An identical copy of all the records is what the answer must contain.

Saved data entries:
⁂

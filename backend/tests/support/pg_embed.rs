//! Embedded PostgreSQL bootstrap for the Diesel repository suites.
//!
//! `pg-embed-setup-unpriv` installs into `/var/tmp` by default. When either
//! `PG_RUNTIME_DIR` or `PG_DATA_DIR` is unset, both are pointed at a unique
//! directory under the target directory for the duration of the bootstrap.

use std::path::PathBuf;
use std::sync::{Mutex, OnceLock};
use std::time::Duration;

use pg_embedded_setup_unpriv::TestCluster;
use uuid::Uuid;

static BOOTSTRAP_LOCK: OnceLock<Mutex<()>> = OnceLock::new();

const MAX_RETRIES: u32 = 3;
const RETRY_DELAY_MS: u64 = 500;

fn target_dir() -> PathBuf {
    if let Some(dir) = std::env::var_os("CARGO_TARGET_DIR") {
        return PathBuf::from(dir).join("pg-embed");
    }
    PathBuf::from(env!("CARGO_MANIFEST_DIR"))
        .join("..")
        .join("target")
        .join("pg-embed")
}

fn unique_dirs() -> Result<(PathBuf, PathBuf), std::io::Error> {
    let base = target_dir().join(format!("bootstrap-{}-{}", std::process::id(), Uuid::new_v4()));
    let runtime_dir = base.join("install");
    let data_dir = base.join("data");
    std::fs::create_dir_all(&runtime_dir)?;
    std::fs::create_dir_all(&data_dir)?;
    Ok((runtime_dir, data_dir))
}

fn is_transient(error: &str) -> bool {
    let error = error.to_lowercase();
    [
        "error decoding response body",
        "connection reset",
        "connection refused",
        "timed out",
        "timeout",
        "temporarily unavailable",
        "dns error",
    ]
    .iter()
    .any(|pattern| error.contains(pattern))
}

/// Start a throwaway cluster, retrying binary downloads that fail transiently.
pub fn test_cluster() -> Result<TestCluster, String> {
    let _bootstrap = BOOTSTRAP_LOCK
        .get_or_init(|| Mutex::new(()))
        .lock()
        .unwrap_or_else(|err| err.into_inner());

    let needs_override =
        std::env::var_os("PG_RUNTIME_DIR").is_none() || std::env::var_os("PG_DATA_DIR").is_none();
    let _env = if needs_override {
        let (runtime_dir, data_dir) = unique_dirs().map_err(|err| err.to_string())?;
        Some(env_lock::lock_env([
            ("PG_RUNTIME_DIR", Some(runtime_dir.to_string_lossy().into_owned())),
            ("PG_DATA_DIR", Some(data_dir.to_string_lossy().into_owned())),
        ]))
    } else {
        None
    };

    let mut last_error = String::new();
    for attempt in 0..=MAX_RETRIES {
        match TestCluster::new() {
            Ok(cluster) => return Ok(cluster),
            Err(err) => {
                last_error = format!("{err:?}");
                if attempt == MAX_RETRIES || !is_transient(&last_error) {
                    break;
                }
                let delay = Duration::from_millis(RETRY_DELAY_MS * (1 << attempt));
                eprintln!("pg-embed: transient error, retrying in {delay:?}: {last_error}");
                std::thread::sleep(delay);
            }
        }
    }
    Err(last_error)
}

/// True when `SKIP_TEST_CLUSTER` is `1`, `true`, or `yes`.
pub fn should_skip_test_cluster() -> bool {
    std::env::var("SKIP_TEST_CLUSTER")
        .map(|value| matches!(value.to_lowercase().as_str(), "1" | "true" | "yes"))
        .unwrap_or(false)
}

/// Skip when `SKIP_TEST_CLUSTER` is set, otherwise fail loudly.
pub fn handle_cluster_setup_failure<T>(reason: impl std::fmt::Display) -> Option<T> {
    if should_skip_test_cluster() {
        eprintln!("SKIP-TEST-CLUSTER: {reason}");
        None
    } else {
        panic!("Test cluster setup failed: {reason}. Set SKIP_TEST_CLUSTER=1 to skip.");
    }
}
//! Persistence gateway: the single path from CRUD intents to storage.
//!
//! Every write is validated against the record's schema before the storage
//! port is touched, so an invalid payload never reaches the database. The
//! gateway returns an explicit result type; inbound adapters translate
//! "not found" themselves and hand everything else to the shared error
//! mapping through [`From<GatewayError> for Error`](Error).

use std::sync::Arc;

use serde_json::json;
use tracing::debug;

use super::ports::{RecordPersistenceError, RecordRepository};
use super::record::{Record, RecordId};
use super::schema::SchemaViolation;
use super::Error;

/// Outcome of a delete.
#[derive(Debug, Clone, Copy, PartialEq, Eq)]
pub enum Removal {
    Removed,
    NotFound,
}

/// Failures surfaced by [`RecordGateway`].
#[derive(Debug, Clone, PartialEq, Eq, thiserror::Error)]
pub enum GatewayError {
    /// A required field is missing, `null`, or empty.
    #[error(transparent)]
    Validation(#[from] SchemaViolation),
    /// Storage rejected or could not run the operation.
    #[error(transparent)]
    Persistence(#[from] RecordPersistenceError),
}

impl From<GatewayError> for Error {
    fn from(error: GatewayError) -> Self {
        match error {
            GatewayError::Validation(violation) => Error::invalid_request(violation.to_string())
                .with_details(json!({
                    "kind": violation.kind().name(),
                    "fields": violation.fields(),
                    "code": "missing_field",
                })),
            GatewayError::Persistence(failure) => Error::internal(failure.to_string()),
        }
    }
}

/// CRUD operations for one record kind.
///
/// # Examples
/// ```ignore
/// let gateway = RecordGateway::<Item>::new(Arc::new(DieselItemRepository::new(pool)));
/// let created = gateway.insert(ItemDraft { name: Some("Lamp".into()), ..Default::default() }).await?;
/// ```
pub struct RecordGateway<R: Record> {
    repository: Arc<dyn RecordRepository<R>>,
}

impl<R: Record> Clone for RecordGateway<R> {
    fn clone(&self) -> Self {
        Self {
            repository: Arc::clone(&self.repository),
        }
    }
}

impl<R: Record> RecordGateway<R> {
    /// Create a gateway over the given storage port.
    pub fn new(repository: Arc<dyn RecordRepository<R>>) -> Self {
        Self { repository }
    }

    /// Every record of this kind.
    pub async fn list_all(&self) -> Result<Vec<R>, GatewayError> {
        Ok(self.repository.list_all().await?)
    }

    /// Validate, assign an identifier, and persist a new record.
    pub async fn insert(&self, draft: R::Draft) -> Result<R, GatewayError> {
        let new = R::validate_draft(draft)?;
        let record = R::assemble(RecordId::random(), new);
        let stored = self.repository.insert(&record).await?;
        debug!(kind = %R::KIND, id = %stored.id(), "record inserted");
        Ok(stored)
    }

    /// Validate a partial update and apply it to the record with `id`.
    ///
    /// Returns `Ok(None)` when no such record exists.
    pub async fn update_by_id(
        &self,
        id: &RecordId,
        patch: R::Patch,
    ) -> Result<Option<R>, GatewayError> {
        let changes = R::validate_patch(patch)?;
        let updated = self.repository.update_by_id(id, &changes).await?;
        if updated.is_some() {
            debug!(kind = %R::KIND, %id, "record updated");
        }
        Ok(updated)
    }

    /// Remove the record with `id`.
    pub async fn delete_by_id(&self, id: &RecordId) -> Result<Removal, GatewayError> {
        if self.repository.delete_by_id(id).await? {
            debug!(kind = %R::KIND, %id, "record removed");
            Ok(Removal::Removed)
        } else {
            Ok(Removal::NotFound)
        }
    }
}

⁂

### Exercise answer
filename backend/tests/support/pg_embed.rs
//! Embedded PostgreSQL bootstrap for the Diesel repository suites.
//!
//! `pg-embed-setup-unpriv` installs into `/var/tmp` by default. When either
//! `PG_RUNTIME_DIR` or `PG_DATA_DIR` is unset, both are pointed at a unique
//! directory under the target directory for the duration of the bootstrap.

use std::path::PathBuf;
use std::sync::{Mutex, OnceLock};
use std::time::Duration;

use pg_embedded_setup_unpriv::TestCluster;
use uuid::Uuid;

static BOOTSTRAP_LOCK: OnceLock<Mutex<()>> = OnceLock::new();

const MAX_RETRIES: u32 = 3;
const RETRY_DELAY_MS: u64 = 500;

fn target_dir() -> PathBuf {
    if let Some(dir) = std::env::var_os("CARGO_TARGET_DIR") {
        return PathBuf::from(dir).join("pg-embed");
    }
    PathBuf::from(env!("CARGO_MANIFEST_DIR"))
        .join("..")
        .join("target")
        .join("pg-embed")
}

fn unique_dirs() -> Result<(PathBuf, PathBuf), std::io::Error> {
    let base = target_dir().join(format!("bootstrap-{}-{}", std::process::id(), Uuid::new_v4()));
    let runtime_dir = base.join("install");
    let data_dir = base.join("data");
    std::fs::create_dir_all(&runtime_dir)?;
    std::fs::create_dir_all(&data_dir)?;
    Ok((runtime_dir, data_dir))
}

fn is_transient(error: &str) -> bool {
    let error = error.to_lowercase();
    [
        "error decoding response body",
        "connection reset",
        "connection refused",
        "timed out",
        "timeout",
        "temporarily unavailable",
        "dns error",
    ]
    .iter()
    .any(|pattern| error.contains(pattern))
}

/// Start a throwaway cluster, retrying binary downloads that fail transiently.
pub fn test_cluster() -> Result<TestCluster, String> {
    let _bootstrap = BOOTSTRAP_LOCK
        .get_or_init(|| Mutex::new(()))
        .lock()
        .unwrap_or_else(|err| err.into_inner());

    let needs_override =
        std::env::var_os("PG_RUNTIME_DIR").is_none() || std::env::var_os("PG_DATA_DIR").is_none();
    let _env = if needs_override {
        let (runtime_dir, data_dir) = unique_dirs().map_err(|err| err.to_string())?;
        Some(env_lock::lock_env([
            ("PG_RUNTIME_DIR", Some(runtime_dir.to_string_lossy().into_owned())),
            ("PG_DATA_DIR", Some(data_dir.to_string_lossy().into_owned())),
        ]))
    } else {
        None
    };

    let mut last_error = String::new();
    for attempt in 0..=MAX_RETRIES {
        match TestCluster::new() {
            Ok(cluster) => return Ok(cluster),
            Err(err) => {
                last_error = format!("{err:?}");
                if attempt == MAX_RETRIES || !is_transient(&last_error) {
                    break;
                }
                let delay = Duration::from_millis(RETRY_DELAY_MS * (1 << attempt));
                eprintln!("pg-embed: transient error, retrying in {delay:?}: {last_error}");
                std::thread::sleep(delay);
            }
        }
    }
    Err(last_error)
}

/// True when `SKIP_TEST_CLUSTER` is `1`, `true`, or `yes`.
pub fn should_skip_test_cluster() -> bool {
    std::env::var("SKIP_TEST_CLUSTER")
        .map(|value| matches!(value.to_lowercase().as_str(), "1" | "true" | "yes"))
        .unwrap_or(false)
}

/// Skip when `SKIP_TEST_CLUSTER` is set, otherwise fail loudly.
pub fn handle_cluster_setup_failure<T>(reason: impl std::fmt::Display) -> Option<T> {
    if should_skip_test_cluster() {
        eprintln!("SKIP-TEST-CLUSTER: {reason}");
        None
    } else {
        panic!("Test cluster setup failed: {reason}. Set SKIP_TEST_CLUSTER=1 to skip.");
    }
}
//! Persistence gateway: the single path from CRUD intents to storage.
//!
//! Every write is validated against the record's schema before the storage
//! port is touched, so an invalid payload never reaches the database. The
//! gateway returns an explicit result type; inbound adapters translate
//! "not found" themselves and hand everything else to the shared error
//! mapping through [`From<GatewayError> for Error`](Error).

use std::sync::Arc;

use serde_json::json;
use tracing::debug;

use super::ports::{RecordPersistenceError, RecordRepository};
use super::record::{Record, RecordId};
use super::schema::SchemaViolation;
use super::Error;

/// Outcome of a delete.
#[derive(Debug, Clone, Copy, PartialEq, Eq)]
pub enum Removal {
    Removed,
    NotFound,
}

/// Failures surfaced by [`RecordGateway`].
#[derive(Debug, Clone, PartialEq, Eq, thiserror::Error)]
pub enum GatewayError {
    /// A required field is missing, `null`, or empty.
    #[error(transparent)]
    Validation(#[from] SchemaViolation),
    /// Storage rejected or could not run the operation.
    #[error(transparent)]
    Persistence(#[from] RecordPersistenceError),
}

impl From<GatewayError> for Error {
    fn from(error: GatewayError) -> Self {
        match error {
            GatewayError::Validation(violation) => Error::invalid_request(violation.to_string())
                .with_details(json!({
                    "kind": violation.kind().name(),
                    "fields": violation.fields(),
                    "code": "missing_field",
                })),
            GatewayError::Persistence(failure) => Error::internal(failure.to_string()),
        }
    }
}

/// CRUD operations for one record kind.
///
/// # Examples
/// ```ignore
/// let gateway = RecordGateway::<Item>::new(Arc::new(DieselItemRepository::new(pool)));
/// let created = gateway.insert(ItemDraft { name: Some("Lamp".into()), ..Default::default() }).await?;
/// ```
pub struct RecordGateway<R: Record> {
    repository: Arc<dyn RecordRepository<R>>,
}

impl<R: Record> Clone for RecordGateway<R> {
    fn clone(&self) -> Self {
        Self {
            repository: Arc::clone(&self.repository),
        }
    }
}

impl<R: Record> RecordGateway<R> {
    /// Create a gateway over the given storage port.
    pub fn new(repository: Arc<dyn RecordRepository<R>>) -> Self {
        Self { repository }
    }

    /// Every record of this kind.
    pub async fn list_all(&self) -> Result<Vec<R>, GatewayError> {
        Ok(self.repository.list_all().await?)
    }

    /// Validate, assign an identifier, and persist a new record.
    pub async fn insert(&self, draft: R::Draft) -> Result<R, GatewayError> {
        let new = R::validate_draft(draft)?;
        let record = R::assemble(RecordId::random(), new);
        let stored = self.repository.insert(&record).await?;
        debug!(kind = %R::KIND, id = %stored.id(), "record inserted");
        Ok(stored)
    }

    /// Validate a partial update and apply it to the record with `id`.
    ///
    /// Returns `Ok(None)` when no such record exists.
    pub async fn update_by_id(
        &self,
        id: &RecordId,
        patch: R::Patch,
    ) -> Result<Option<R>, GatewayError> {
        let changes = R::validate_patch(patch)?;
        let updated = self.repository.update_by_id(id, &changes).await?;
        if updated.is_some() {
            debug!(kind = %R::KIND, %id, "record updated");
        }
        Ok(updated)
    }

    /// Remove the record with `id`.
    pub async fn delete_by_id(&self, id: &RecordId) -> Result<Removal, GatewayError> {
        if self.repository.delete_by_id(id).await? {
            debug!(kind = %R::KIND, %id, "record removed");
            Ok(Removal::Removed)
        } else {
            Ok(Removal::NotFound)
        }
    }
}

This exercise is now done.